■ Task directions
Search the material and gather each line with "FeatureId" in it.

■ Supplied material
// ---------------------------------------------------------------------------
// Tests
// ---------------------------------------------------------------------------

#[cfg(test)]
mod tests {
    use super::*;
    use crate::feature::{Feature, Story, TaskRef};
    use crate::id::{FeatureId, StoryId};
    use crate::index::{FeatureSummary, ProjectIndex};
    use crate::io;
    use crate::status::RollupStatus;
    use crate::validation::CheckDefinition;
    use tempfile::TempDir;

    fn tid(s: &str) -> TaskId {
        s.parse().unwrap()
    }

    /// One feature, one story, two tasks; 1.1.2 depends on 1.1.1.
    fn scaffold(root: &Path) {
        let index = ProjectIndex {
            project: "demo".to_string(),
            features: vec![FeatureSummary {
                id: FeatureId(1),
                title: "Auth".to_string(),
                status: RollupStatus::NotStarted,
                path: "1-auth".to_string(),
            }],
        };
        index.save(root).unwrap();

        let feature = Feature {
            id: FeatureId(1),
            title: "Auth".to_string(),
            status: RollupStatus::NotStarted,
            path: "1-auth".to_string(),
            stories: vec![Story {
                id: StoryId::new(1, 1),
                title: "Login".to_string(),
                status: RollupStatus::NotStarted,
                tasks: vec![
                    TaskRef {
                        id: tid("1.1.1"),
                        title: "Sessions".to_string(),
                        status: TaskStatus::NotStarted,
                        dependencies: vec![],
                        is_intermittent: false,
                    },
                    TaskRef {
                        id: tid("1.1.2"),
                        title: "Login form".to_string(),
                        status: TaskStatus::NotStarted,
                        dependencies: vec![tid("1.1.1")],
                        is_intermittent: false,
                    },
                ],
            }],
        };
        let fdir = root.join("tasks/F1-auth");
        let sdir = fdir.join("S1.1-login");
        std::fs::create_dir_all(&sdir).unwrap();
        io::write_json(&fdir.join("F1.json"), &feature).unwrap();

        for (id, title) in [("1.1.1", "Sessions"), ("1.1.2", "Login form")] {
            let task = TaskFile::new(tid(id), title, "", "backend");
            io::write_json(&sdir.join(format!("T{id}-work.json")), &task).unwrap();
        }
    }

    fn config_with(checks: &[(&str, &str)]) -> TaskflowConfig {
        let mut cfg = TaskflowConfig::default();
        for (label, command) in checks {
            cfg.validation.push(CheckDefinition {
                label: label.to_string(),
                command: command.to_string(),
            });
        }
        cfg
    }

    fn status_of(root: &Path, id: &str) -> TaskStatus {
        TaskFile::load(root, tid(id)).unwrap().status
    }

    #[test]
    fn start_moves_to_setup_and_rolls_up() {
        let dir = TempDir::new().unwrap();
        scaffold(dir.path());

        let task = start(dir.path(), tid("1.1.1")).unwrap();
        assert_eq!(task.status, TaskStatus::Setup);

        let tree = store::load_tasks_progress(dir.path()).unwrap();
        assert_eq!(
            tree.find_story("1.1".parse().unwrap()).unwrap().status,
            RollupStatus::InProgress
        );
    }

    #[test]
    fn start_refuses_unmet_dependencies() {
        let dir = TempDir::new().unwrap();
        scaffold(dir.path());

        let err = start(dir.path(), tid("1.1.2")).unwrap_err();
        match err {
            TaskflowError::InvalidTransition { reason, .. } => {
                assert!(reason.contains("1.1.1"));
            }
            other => panic!("unexpected error: {other}"),
        }
    }

    #[test]
    fn start_twice_is_rejected() {
        let dir = TempDir::new().unwrap();
        scaffold(dir.path());
        start(dir.path(), tid("1.1.1")).unwrap();
        assert!(matches!(
            start(dir.path(), tid("1.1.1")),
            Err(TaskflowError::InvalidTransition { .. })
        ));
    }

    #[test]
    fn advance_walks_the_happy_path() {
        let dir = TempDir::new().unwrap();
        scaffold(dir.path());
        let cfg = config_with(&[]);

        start(dir.path(), tid("1.1.1")).unwrap();
        let expected = [
            TaskStatus::Planning,
            TaskStatus::Implementing,
            TaskStatus::Verifying,
            TaskStatus::Validating,
            TaskStatus::Committing,
            TaskStatus::Completed,
        ];
        for want in expected {
            let task = advance(dir.path(), &cfg, tid("1.1.1")).unwrap();
            assert_eq!(task.status, want);
        }

        let tree = store::load_tasks_progress(dir.path()).unwrap();
        assert_eq!(
            tree.find_task(tid("1.1.1")).unwrap().status,
            TaskStatus::Completed
        );
        // second task still pending, so the story stays in progress
        assert_eq!(
            tree.find_story("1.1".parse().unwrap()).unwrap().status,
            RollupStatus::InProgress
        );
    }

    #[test]
    fn advance_from_completed_is_an_error() {
        let dir = TempDir::new().unwrap();
        scaffold(dir.path());
        let cfg = config_with(&[]);

        start(dir.path(), tid("1.1.1")).unwrap();
        for _ in 0..6 {
            advance(dir.path(), &cfg, tid("1.1.1")).unwrap();
        }

        let err = advance(dir.path(), &cfg, tid("1.1.1")).unwrap_err();
        match err {
            TaskflowError::InvalidTransition { from, reason, .. } => {
                assert_eq!(from, "completed");
                assert!(reason.contains("already completed"));
            }
            other => panic!("unexpected error: {other}"),
        }
    }

    #[test]
    fn advance_from_not_started_is_an_error() {
        let dir = TempDir::new().unwrap();
        scaffold(dir.path());
        assert!(matches!(
            advance(dir.path(), &config_with(&[]), tid("1.1.1")),
            Err(TaskflowError::InvalidTransition { .. })
        ));
    }

    #[test]
    fn failing_checks_hold_the_task_in_validating() {
        let dir = TempDir::new().unwrap();
        scaffold(dir.path());
        let cfg = config_with(&[("gate", "false")]);

        start(dir.path(), tid("1.1.1")).unwrap();
        for _ in 0..4 {
            advance(dir.path(), &config_with(&[]), tid("1.1.1")).unwrap();
        }
        assert_eq!(status_of(dir.path(), "1.1.1"), TaskStatus::Validating);

        let err = advance(dir.path(), &cfg, tid("1.1.1")).unwrap_err();
        match err {
            TaskflowError::ValidationFailed { failed, .. } => {
                assert_eq!(failed, vec!["gate".to_string()]);
            }
            other => panic!("unexpected error: {other}"),
        }
        assert_eq!(status_of(dir.path(), "1.1.1"), TaskStatus::Validating);

        let status = validation::load_validation_status(dir.path(), tid("1.1.1")).unwrap();
        assert!(!status.passed);
    }

    #[test]
    fn passing_checks_unlock_committing() {
        let dir = TempDir::new().unwrap();
        scaffold(dir.path());

        start(dir.path(), tid("1.1.1")).unwrap();
        for _ in 0..4 {
            advance(dir.path(), &config_with(&[]), tid("1.1.1")).unwrap();
        }

        let cfg = config_with(&[("gate", "true")]);
        let task = advance(dir.path(), &cfg, tid("1.1.1")).unwrap();
        assert_eq!(task.status, TaskStatus::Committing);
        assert!(validation::load_validation_status(dir.path(), tid("1.1.1"))
            .unwrap()
            .passed);
    }

    #[test]
    fn checks_only_gate_the_validating_edge() {
        let dir = TempDir::new().unwrap();
        scaffold(dir.path());
        // A config whose checks always fail must not interfere with the
        // earlier transitions.
        let cfg = config_with(&[("gate", "false")]);

        start(dir.path(), tid("1.1.1")).unwrap();
        for want in [
            TaskStatus::Planning,
            TaskStatus::Implementing,
            TaskStatus::Verifying,
            TaskStatus::Validating,
        ] {
            let task = advance(dir.path(), &cfg, tid("1.1.1")).unwrap();
            assert_eq!(task.status, want);
        }
    }

    #[test]
    fn block_records_reason_and_origin() {
        let dir = TempDir::new().unwrap();
        scaffold(dir.path());

        start(dir.path(), tid("1.1.1")).unwrap();
        let task = block(dir.path(), tid("1.1.1"), "waiting on design").unwrap();
        assert_eq!(task.status, TaskStatus::Blocked);
        assert_eq!(task.previous_status, Some(TaskStatus::Setup));
        assert_eq!(task.blocked_reason.as_deref(), Some("waiting on design"));

        let tree = store::load_tasks_progress(dir.path()).unwrap();
        assert_eq!(
            tree.find_story("1.1".parse().unwrap()).unwrap().status,
            RollupStatus::Blocked
        );
    }

    #[test]
    fn block_requires_an_active_task() {
        let dir = TempDir::new().unwrap();
        scaffold(dir.path());
        assert!(matches!(
            block(dir.path(), tid("1.1.1"), "reason"),
            Err(TaskflowError::InvalidTransition { .. })
        ));
    }

    #[test]
    fn resume_returns_to_previous_status() {
        let dir = TempDir::new().unwrap();
        scaffold(dir.path());
        let cfg = config_with(&[]);

        start(dir.path(), tid("1.1.1")).unwrap();
        advance(dir.path(), &cfg, tid("1.1.1")).unwrap();
        advance(dir.path(), &cfg, tid("1.1.1")).unwrap();
        assert_eq!(status_of(dir.path(), "1.1.1"), TaskStatus::Implementing);

        block(dir.path(), tid("1.1.1"), "api outage").unwrap();
        let task = resume(dir.path(), tid("1.1.1"), None).unwrap();
        assert_eq!(task.status, TaskStatus::Implementing);
        // audit trail stays
        assert_eq!(task.blocked_reason.as_deref(), Some("api outage"));
        assert_eq!(task.previous_status, Some(TaskStatus::Implementing));
    }

    #[test]
    fn resume_without_history_falls_back_to_setup() {
        let dir = TempDir::new().unwrap();
        scaffold(dir.path());

        // a task blocked by hand, with no previousStatus recorded
        store::apply_task_mutation(dir.path(), tid("1.1.1"), |task| {
            task.status = TaskStatus::Blocked;
            Ok(())
        })
        .unwrap();

        let task = resume(dir.path(), tid("1.1.1"), None).unwrap();
        assert_eq!(task.status, TaskStatus::Setup);
    }

    #[test]
    fn resume_accepts_an_allowed_explicit_target() {
        let dir = TempDir::new().unwrap();
        scaffold(dir.path());

        start(dir.path(), tid("1.1.1")).unwrap();
        hold(dir.path(), tid("1.1.1")).unwrap();

        let task = resume(dir.path(), tid("1.1.1"), Some(TaskStatus::Verifying)).unwrap();
        assert_eq!(task.status, TaskStatus::Verifying);
    }

    #[test]
    fn resume_rejects_disallowed_targets() {
        let dir = TempDir::new().unwrap();
        scaffold(dir.path());

        start(dir.path(), tid("1.1.1")).unwrap();
        block(dir.path(), tid("1.1.1"), "x").unwrap();

        for target in [
            TaskStatus::Planning,
            TaskStatus::Committing,
            TaskStatus::Completed,
            TaskStatus::Blocked,
        ] {
            assert!(matches!(
                resume(dir.path(), tid("1.1.1"), Some(target)),
                Err(TaskflowError::InvalidTransition { .. })
            ));
        }
        assert_eq!(status_of(dir.path(), "1.1.1"), TaskStatus::Blocked);
    }

    #[test]
    fn resume_requires_blocked_or_on_hold() {
        let dir = TempDir::new().unwrap();
        scaffold(dir.path());
        start(dir.path(), tid("1.1.1")).unwrap();
        assert!(matches!(
            resume(dir.path(), tid("1.1.1"), None),
            Err(TaskflowError::InvalidTransition { .. })
        ));
    }

    #[test]
    fn hold_then_resume_round_trip() {
        let dir = TempDir::new().unwrap();
        scaffold(dir.path());
        let cfg = config_with(&[]);

        start(dir.path(), tid("1.1.1")).unwrap();
        advance(dir.path(), &cfg, tid("1.1.1")).unwrap();
        let task = hold(dir.path(), tid("1.1.1")).unwrap();
        assert_eq!(task.status, TaskStatus::OnHold);
        assert!(task.blocked_reason.is_none());

        let task = resume(dir.path(), tid("1.1.1"), None).unwrap();
        assert_eq!(task.status, TaskStatus::Planning);
    }

    #[test]
    fn completing_both_tasks_completes_the_story() {
        let dir = TempDir::new().unwrap();
        scaffold(dir.path());
        let cfg = config_with(&[]);

        for id in ["1.1.1", "1.1.2"] {
            start(dir.path(), tid(id)).unwrap();
            for _ in 0..6 {
                advance(dir.path(), &cfg, tid(id)).unwrap();
            }
        }

        let tree = store::load_tasks_progress(dir.path()).unwrap();
        assert_eq!(
            tree.find_story("1.1".parse().unwrap()).unwrap().status,
            RollupStatus::Completed
        );
        assert_eq!(
            tree.find_feature(FeatureId(1)).unwrap().status,
            RollupStatus::Completed
        );
    }

    #[test]
    fn dependent_task_starts_once_dependency_completes() {
        let dir = TempDir::new().unwrap();
        scaffold(dir.path());
        let cfg = config_with(&[]);

        assert!(start(dir.path(), tid("1.1.2")).is_err());

        start(dir.path(), tid("1.1.1")).unwrap();
        for _ in 0..6 {
            advance(dir.path(), &cfg, tid("1.1.1")).unwrap();
        }

        let task = start(dir.path(), tid("1.1.2")).unwrap();
        assert_eq!(task.status, TaskStatus::Setup);
    }
}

■ Answer to this exercise
    use crate::id::{FeatureId, StoryId};
                id: FeatureId(1),
            id: FeatureId(1),
            tree.find_feature(FeatureId(1)).unwrap().status,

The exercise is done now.